I respectfully suggest that the central objectives of those seeking a better control system should be twofold: first, to reduce the level of harmful drug-taking, and secondly to reduce the level of criminality resulting from present systems of control. As to reducing the level of harmful drug-taking, while recognising that most drugs are harmful or at least have the potential for harm, in certain circumstances some are not, or at any rate are no more so than alcohol or smoking. Putting aside the fact that sometimes drugs such as cannabis or even ecstasy can have medicinal value, it should be possible, as presently it is not, at least to carry out studies to see at what level the consumption of various substances becomes really harmful. We should not strive to criminalise substances not shown to be significantly harmful and thereby risk alienating many consumers, particularly the young. Government should also bear in mind that new psychoactive substances —chemical highs—not yet made illegal are increasingly being introduced into the market. A sound overall drugs policy should seek to combat the temptation to devise and resort to them too. The less the criminalisation involved, the better the chance of moving to a system by which drug-taking can be lawfully licensed and controlled and damage to health thereby reduced.
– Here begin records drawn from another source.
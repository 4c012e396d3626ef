pub mod config_cmd;
pub mod edit;
//! Tool trait: the abstraction over reply protocols.
//!
//! A tool is a stateful, multi-step protocol the model can choose to follow
//! in its reply. The agent loop feeds the streamed reply to the selected tool
//! one line at a time; the tool answers each line with a [`StepResult`].

use async_trait::async_trait;
use serde::{Deserialize, Serialize};

/// Outcome of feeding one line to a tool's current step.
#[derive(Debug, Clone, PartialEq, Eq, Serialize, Deserialize)]
#[serde(tag = "status", content = "message", rename_all = "snake_case")]
pub enum StepResult {
    /// Nothing changed; wait for the next line.
    Continue,
    /// The current step is satisfied and the tool moved to the next one.
    Break(String),
    /// The reply broke the protocol. Terminal for the current attempt.
    Error(String),
    /// Every step of the tool is satisfied.
    Complete,
}

impl StepResult {
    /// A `Break` with no informational message.
    pub fn advance() -> Self {
        Self::Break(String::new())
    }

    pub fn is_error(&self) -> bool {
        matches!(self, Self::Error(_))
    }
}

/// The core Tool trait.
///
/// A tool is built once per session with immutable parameters. Everything it
/// learns while reading a reply is ephemeral and must be dropped by
/// [`reset`](Tool::reset) before each attempt; `current_step` only moves
/// forward between resets.
#[async_trait]
pub trait Tool: Send {
    /// Short unique name (e.g., "edit").
    fn name(&self) -> &str;

    /// What the model wants when it chooses this tool.
    fn intent(&self) -> String;

    /// The exact reply format the model has to follow.
    fn format(&self) -> String;

    /// A reply line starting with this prefix selects the tool.
    fn prefix(&self) -> &str;

    /// Whether a successful run of this tool ends the whole session.
    fn is_terminal(&self) -> bool {
        false
    }

    /// Drop all per-attempt state and rebuild stateful steps.
    fn reset(&mut self);

    /// Index of the step waiting for input.
    fn current_step(&self) -> usize;

    /// Number of steps in the protocol.
    fn step_count(&self) -> usize;

    /// Feed one line to the current step, advancing on `Break`.
    async fn run_step(&mut self, line: &str) -> StepResult;

    /// End-of-stream verdict: `Complete`, or `Error` with the message of the
    /// step still pending.
    fn check_status(&self) -> StepResult;

    /// Feedback shown to the model after a successful run.
    fn success_message(&self) -> String;

    /// Whether every step has been satisfied.
    fn is_complete(&self) -> bool {
        self.current_step() >= self.step_count()
    }
}

/// An ordered set of tools.
///
/// Order matters: when several prefixes match a line, the first registered
/// tool wins.
pub struct ToolSet {
    tools: Vec<Box<dyn Tool>>,
}

impl ToolSet {
    pub fn new() -> Self {
        Self { tools: Vec::new() }
    }

    /// Register a tool after the existing ones.
    pub fn register(&mut self, tool: Box<dyn Tool>) {
        self.tools.push(tool);
    }

    /// Builder-style [`register`](Self::register).
    pub fn with(mut self, tool: Box<dyn Tool>) -> Self {
        self.register(tool);
        self
    }

    /// Index of the first tool whose prefix starts `line` (case-sensitive).
    pub fn select(&self, line: &str) -> Option<usize> {
        self.tools
            .iter()
            .position(|t| !t.prefix().is_empty() && line.starts_with(t.prefix()))
    }

    pub fn get(&self, index: usize) -> Option<&dyn Tool> {
        self.tools.get(index).map(|t| t.as_ref())
    }

    pub fn get_mut(&mut self, index: usize) -> Option<&mut Box<dyn Tool>> {
        self.tools.get_mut(index)
    }

    pub fn iter(&self) -> impl Iterator<Item = &dyn Tool> {
        self.tools.iter().map(|t| t.as_ref())
    }

    /// Reset every tool's ephemeral state.
    pub fn reset_all(&mut self) {
        for tool in &mut self.tools {
            tool.reset();
        }
    }

    /// Whether any registered tool ends the session on success.
    pub fn has_terminal(&self) -> bool {
        self.tools.iter().any(|t| t.is_terminal())
    }

    /// List all registered tool names, in order.
    pub fn names(&self) -> Vec<&str> {
        self.tools.iter().map(|t| t.name()).collect()
    }

    pub fn len(&self) -> usize {
        self.tools.len()
    }

    pub fn is_empty(&self) -> bool {
        self.tools.is_empty()
    }
}

impl Default for ToolSet {
    fn default() -> Self {
        Self::new()
    }
}
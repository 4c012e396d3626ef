//! Initial instruction of an edit session.
//!
//! The file is quoted with line numbers. When the quote is too large for the
//! model, lines outside the editable bounds are dropped, from the end of the
//! file first, then from its start. Kept lines keep their real numbers.

use stepwise_config::EditSettings;
use stepwise_core::error::ToolError;
use stepwise_core::token::Tokenizer;
use tracing::debug;

use crate::line_number::add_line_numbers;

/// What to edit and where.
#[derive(Debug, Clone)]
pub struct EditRequest {
    pub request: String,
    pub bound_start: usize,
    pub bound_end: usize,
    pub file_content: String,
}

impl EditRequest {
    /// Validate and trim the request.
    pub fn new(
        request: &str,
        bound_start: usize,
        bound_end: usize,
        file_content: impl Into<String>,
    ) -> Result<Self, ToolError> {
        let request = request.trim();
        if request.is_empty() {
            return Err(ToolError::InvalidParameters(
                "Please provide a request, for example \"implement this function\"".into(),
            ));
        }
        if bound_start == 0 || bound_start > bound_end {
            return Err(ToolError::InvalidParameters(format!(
                "lines {bound_start}-{bound_end} are not a valid range"
            )));
        }
        Ok(Self {
            request: request.to_string(),
            bound_start,
            bound_end,
            file_content: file_content.into(),
        })
    }
}

fn render(code: &str, req: &EditRequest) -> String {
    format!(
        "You are an autonomous programmer. Below is some code for you to edit:\n\n```\n{code}\n```\n\nYour task is to edit between lines {}-{}, in order to \"{}\".",
        req.bound_start, req.bound_end, req.request
    )
}

/// Render the edit instruction, shrinking the quoted file to leave room for
/// tool guidance and the rest of the conversation.
pub fn build_edit_context(
    tokenizer: &dyn Tokenizer,
    context_length: usize,
    settings: &EditSettings,
    req: &EditRequest,
) -> String {
    let numbered = add_line_numbers(&req.file_content);
    let lines: Vec<&str> = numbered.split('\n').collect();

    let reserved = settings.function_buffer_tokens
        + (context_length as f64 * f64::from(settings.reserve_ratio)) as usize;
    let fits = |tokens: usize| tokens + reserved <= context_length;

    let mut tokens = tokenizer.count_tokens(&render(&numbered, req));
    let mut start = 0;
    let mut end = lines.len();

    let keep_end = req.bound_end.min(lines.len());
    let keep_start = req.bound_start.saturating_sub(1).min(keep_end);

    while !fits(tokens) && end > keep_end {
        end -= 1;
        tokens = tokens.saturating_sub(tokenizer.count_tokens(lines[end]));
    }
    while !fits(tokens) && start < keep_start {
        tokens = tokens.saturating_sub(tokenizer.count_tokens(lines[start]));
        start += 1;
    }

    if start > 0 || end < lines.len() {
        debug!(
            kept_from = start + 1,
            kept_to = end,
            total = lines.len(),
            tokens,
            "Shrunk edit context"
        );
    }
    render(&lines[start..end].join("\n"), req)
}
//! Shared test helpers for agent tests.

use std::collections::VecDeque;
use std::sync::Mutex;
use stepwise_core::error::ProviderError;
use stepwise_core::provider::{ChunkReceiver, Provider, ProviderRequest, StreamChunk};

/// One scripted answer of [`ScriptedProvider`].
pub enum Script {
    /// Stream this reply.
    Reply(String),
    /// Refuse the request.
    Fail(ProviderError),
    /// Stream this text, then break the stream.
    Interrupted(String),
    /// Stream this text, then hold the stream open until the reader leaves.
    Stall(String),
}

/// A streaming provider that answers from a script, in order.
///
/// Replies are cut into chunks of `chunk_size` characters. Every request is
/// recorded, including refused ones.
pub struct ScriptedProvider {
    script: Mutex<VecDeque<Script>>,
    requests: Mutex<Vec<ProviderRequest>>,
    chunk_size: usize,
    context_length: usize,
}

impl ScriptedProvider {
    pub fn new(script: Vec<Script>) -> Self {
        Self {
            script: Mutex::new(script.into()),
            requests: Mutex::new(Vec::new()),
            chunk_size: 7,
            context_length: 4096,
        }
    }

    pub fn replies(replies: &[&str]) -> Self {
        Self::new(
            replies
                .iter()
                .map(|r| Script::Reply(r.to_string()))
                .collect(),
        )
    }

    pub fn with_chunk_size(mut self, chunk_size: usize) -> Self {
        self.chunk_size = chunk_size.max(1);
        self
    }

    pub fn with_context_length(mut self, context_length: usize) -> Self {
        self.context_length = context_length;
        self
    }

    pub fn requests(&self) -> Vec<ProviderRequest> {
        self.requests.lock().unwrap().clone()
    }

    pub fn call_count(&self) -> usize {
        self.requests.lock().unwrap().len()
    }

    /// Concatenated content of request `index`.
    pub fn prompt_text(&self, index: usize) -> String {
        self.requests()[index]
            .messages
            .iter()
            .map(|m| m.content.as_str())
            .collect::<Vec<_>>()
            .join("\n")
    }
}

enum Ending {
    Done,
    Interrupted,
    Stall,
}

fn chunks(text: &str, size: usize) -> Vec<String> {
    text.chars()
        .collect::<Vec<_>>()
        .chunks(size)
        .map(|c| c.iter().collect())
        .collect()
}

#[async_trait::async_trait]
impl Provider for ScriptedProvider {
    fn name(&self) -> &str {
        "scripted"
    }

    async fn stream(&self, request: ProviderRequest) -> Result<ChunkReceiver, ProviderError> {
        self.requests.lock().unwrap().push(request);
        let next = self.script.lock().unwrap().pop_front();

        let (text, ending) = match next {
            None => return Err(ProviderError::Exhausted("script is empty".into())),
            Some(Script::Fail(e)) => return Err(e),
            Some(Script::Reply(text)) => (text, Ending::Done),
            Some(Script::Interrupted(text)) => (text, Ending::Interrupted),
            Some(Script::Stall(text)) => (text, Ending::Stall),
        };

        let pieces = chunks(&text, self.chunk_size);
        let (tx, rx) = tokio::sync::mpsc::channel(pieces.len() + 1);
        tokio::spawn(async move {
            for piece in pieces {
                if tx.send(Ok(StreamChunk::text(piece))).await.is_err() {
                    return;
                }
            }
            let last = match ending {
                Ending::Done => Ok(StreamChunk::done()),
                Ending::Interrupted => {
                    Err(ProviderError::StreamInterrupted("connection reset".into()))
                }
                Ending::Stall => {
                    tx.closed().await;
                    return;
                }
            };
            let _ = tx.send(last).await;
        });
        Ok(rx)
    }

    fn context_length(&self) -> usize {
        self.context_length
    }
}

/// "line 1" .. "line n", newline separated.
pub fn numbered_file(n: usize) -> String {
    (1..=n)
        .map(|i| format!("line {i}"))
        .collect::<Vec<_>>()
        .join("\n")
}

/// A reply following the edit protocol.
pub fn edit_reply(
    bounds: (usize, usize),
    range: (usize, usize),
    before: &str,
    after: &str,
    request: &str,
) -> String {
    format!(
        "I will edit the code.\n\
         1. I'll only edit lines that require changes.\n\
         2. I'll only edit inside lines {}-{}.\n\
         3. With those in mind, I choose to edit lines {}-{}.\n\
         4. Before edit, the code in lines {}-{} is:\n\n\
         ```\n{before}\n```\n\n\
         5. After editing to \"{request}\", the code will be:\n\n\
         ```\n{after}\n```\n",
        bounds.0, bounds.1, range.0, range.1, range.0, range.1
    )
}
I turn to the second objective: changing the existing control system and reducing so far as possible the level of resulting criminality. Associated crime is essentially of the following kinds—of course I discount the actual offences of supply and use that one is contemplating perhaps in part, at least, decriminalising. First, there are crimes such as robberies, burglaries, theft and so forth which are committed for gain by those needing cash to fund their addiction. Many addicts’ lives are dominated by their addiction and they will do anything to satisfy their craving. Secondly, there are crimes committed in the course of turf wars between rival dealers protecting their trade and internationally between drug cartels and law enforcement agencies. These crimes regularly involve murder, extortion, corruption and so forth. Thirdly, there are crimes committed by those under the influence of drugs, who are disinhibited often to a considerably greater degree even than by excessive drinking. By the same token that the nation’s health might be improved by licensing rather than criminalising drug supply and use, so too might associated criminality be reduced. What a prize that would be. Perhaps liberalising—further liberalising as the noble Lord, Lord Fowler, would have it—the drugs regime would involve some short-term political cost, but the longer-term benefits would be colossal indeed. I hope that government will actively participate in the search for these benefits.